С Пауля было достаточно. Он очень хотел оказать Лизе эту услугу, тем более что у него сложилось впечатление, что Себастьян Винклер – надежный человек. Возможно, так оно и было, но у Винклера оказались свои причуды.
– Мы живем не в советской республике, господин Винклер! – решительно заявил он.
Это прозвучало четко, и Себастьян все понял. Он склонил голову, и в его чертах лица появилась печаль. В свое время в короткий период существования Аугсбургской республики Советов он занимал руководящее положение и позже поплатился за это тюрьмой и безработицей. Ему еще повезло, другим было значительно хуже.
– Я знаю об этом, господин Мельцер, – сухо парировал он. – И все же я не готов отказаться от своих идеалов. Лучше я буду выполнять самую черную работу.
Пауль видел, что вся его миссия под угрозой, а Лиза в слезах. Поэтому он сделал над собой усилие, чтобы пойти на компромисс.
– Что ж, многое было не так уж и плохо, я охотно признаю. И некоторые из требований Советов были включены в конституцию республики.
Себастьян задумчиво кивнул, и Пауль понял, что ему сейчас хотелось сказать: «Слишком мало». Но он не рискнул.
– Я никогда не жалел, что удалось предотвратить планировавшуюся экспроприацию крупного капитала, – сказал Пауль с ухмылкой.
– Я тоже, – к его изумлению, согласился Себастьян. – Это мера, которую нельзя воплотить на практике сегодня или завтра. Именно те, кто находится в самом тяжелом положении, больше всего пострадают от возникшего хаоса.
– Так и есть. Могу я попросить вас пройти в мой кабинет для короткой беседы, господин Винклер? Я думаю, что госпожа Хофман уже пришла в себя от испуга и готова предложить нам кофе.
Себастьян проявил искреннее сожаление из-за случившегося недоразумения. Поднимаясь по лестнице в административном здании, он объяснил, что является неисправимым педантом. Особенно когда дело касалось немецкой орфографии и синтаксиса.
– А как насчет цифр?
– Когда я был мальчиком, я хотел изучать математику, вычислить движение звезд.
Боже мой. Было бы лучше, если бы он увлекался тройным правилом, изучал дроби или бухгалтерский учет. Но он, кажется, не был глупым – возможно, быстро научится. Но сначала он должен был этого захотеть, в этом была проблема. Проблема Лизы. И, следовательно, его собственная тоже.
– Кофе для меня, пожалуйста, не очень крепкий.
Генриетта Хофман вернулась в приемную, чтобы принести кофейник с горячей водой. Себастьян горячо поблагодарил ее, но она осталась невозмутимой. Досадно – на какое-то время он испортил с ней отношения.

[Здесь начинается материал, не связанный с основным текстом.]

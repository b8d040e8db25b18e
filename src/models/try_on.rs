use crate::models::{BodyRegion, Gender, ProductCategory};
use base64::Engine;
use tryon_client::{GeneratedPng, ImagePart};

/// File name of the saved try-on result
pub const DOWNLOAD_FILE_NAME: &str = "generated-outfit.png";

/// An image selected by the user, held in memory for the current session
#[derive(Debug, Clone, PartialEq)]
pub struct ImageFile {
    pub name: String,
    pub mime: String,
    pub bytes: Vec<u8>,
}

impl ImageFile {
    pub fn new(name: impl Into<String>, mime: impl Into<String>, bytes: Vec<u8>) -> Self {
        Self {
            name: name.into(),
            mime: mime.into(),
            bytes,
        }
    }

    pub fn is_empty(&self) -> bool {
        self.bytes.is_empty()
    }

    pub fn to_part(&self) -> ImagePart {
        ImagePart {
            file_name: self.name.clone(),
            mime: self.mime.clone(),
            bytes: self.bytes.clone(),
        }
    }
}

#[derive(Debug, Clone, Copy, PartialEq, Eq, Hash)]
pub enum ImageSlot {
    Garment,
    Human,
}

impl ImageSlot {
    pub fn as_str(&self) -> &'static str {
        match self {
            ImageSlot::Garment => "garment",
            ImageSlot::Human => "human",
        }
    }
}

#[derive(Debug, Clone, Copy, PartialEq, Eq)]
pub struct GenerationParams {
    pub denoise_steps: u32,
    pub seed: i64,
    pub number_of_images: u32,
}

impl GenerationParams {
    pub const DEFAULT: GenerationParams = GenerationParams {
        denoise_steps: 50,
        seed: 42,
        number_of_images: 1,
    };
}

impl Default for GenerationParams {
    fn default() -> Self {
        Self::DEFAULT
    }
}

/// Fields of one try-on as collected by the wizard
#[derive(Debug, Clone, PartialEq)]
pub struct TryOnRequest {
    pub garment_image: Option<ImageFile>,
    pub human_image: Option<ImageFile>,
    pub garment_description: String,
    pub gender: Option<Gender>,
    pub category: BodyRegion,
    pub params: GenerationParams,
}

/// State of a fresh wizard pass; start-over resets to exactly this
pub const INITIAL_REQUEST: TryOnRequest = TryOnRequest {
    garment_image: None,
    human_image: None,
    garment_description: String::new(),
    gender: None,
    category: BodyRegion::UpperBody,
    params: GenerationParams::DEFAULT,
};

impl Default for TryOnRequest {
    fn default() -> Self {
        INITIAL_REQUEST
    }
}

impl TryOnRequest {
    /// First image slot that is absent or empty, garment before human
    pub fn missing_image(&self) -> Option<ImageSlot> {
        let present = |img: &Option<ImageFile>| img.as_ref().is_some_and(|i| !i.is_empty());

        if !present(&self.garment_image) {
            Some(ImageSlot::Garment)
        } else if !present(&self.human_image) {
            Some(ImageSlot::Human)
        } else {
            None
        }
    }

    pub fn product_category(&self) -> Option<ProductCategory> {
        self.gender
            .map(|gender| ProductCategory::new(gender, self.category))
    }
}

/// The composite returned by the generation service
#[derive(Debug, Clone, PartialEq)]
pub struct GeneratedImage {
    pub png: Vec<u8>,
    pub base64: String,
}

impl GeneratedImage {
    pub fn from_png(png: Vec<u8>) -> Self {
        let base64 = base64::engine::general_purpose::STANDARD.encode(&png);
        Self { png, base64 }
    }

    pub fn data_url(&self) -> String {
        format!("data:image/png;base64,{}", self.base64)
    }
}

impl From<GeneratedPng> for GeneratedImage {
    fn from(generated: GeneratedPng) -> Self {
        Self {
            png: generated.bytes,
            base64: generated.base64,
        }
    }
}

Они расположились в кожаных креслах, держа в руках чашки с кофе, и немного поговорили о пустяках. О том, что наконец-то наступила весна и буковые деревья зазеленели. Что маленький Иоганн уже набрал полфунта и улыбается каждому, кто наклоняется над его колыбелью. Что немецкая экономика набирает обороты, а Рурскую область скоро окончательно очистят от французов. Наконец Пауль решил, что пора перейти к делу – ведь еще оставалось много работы.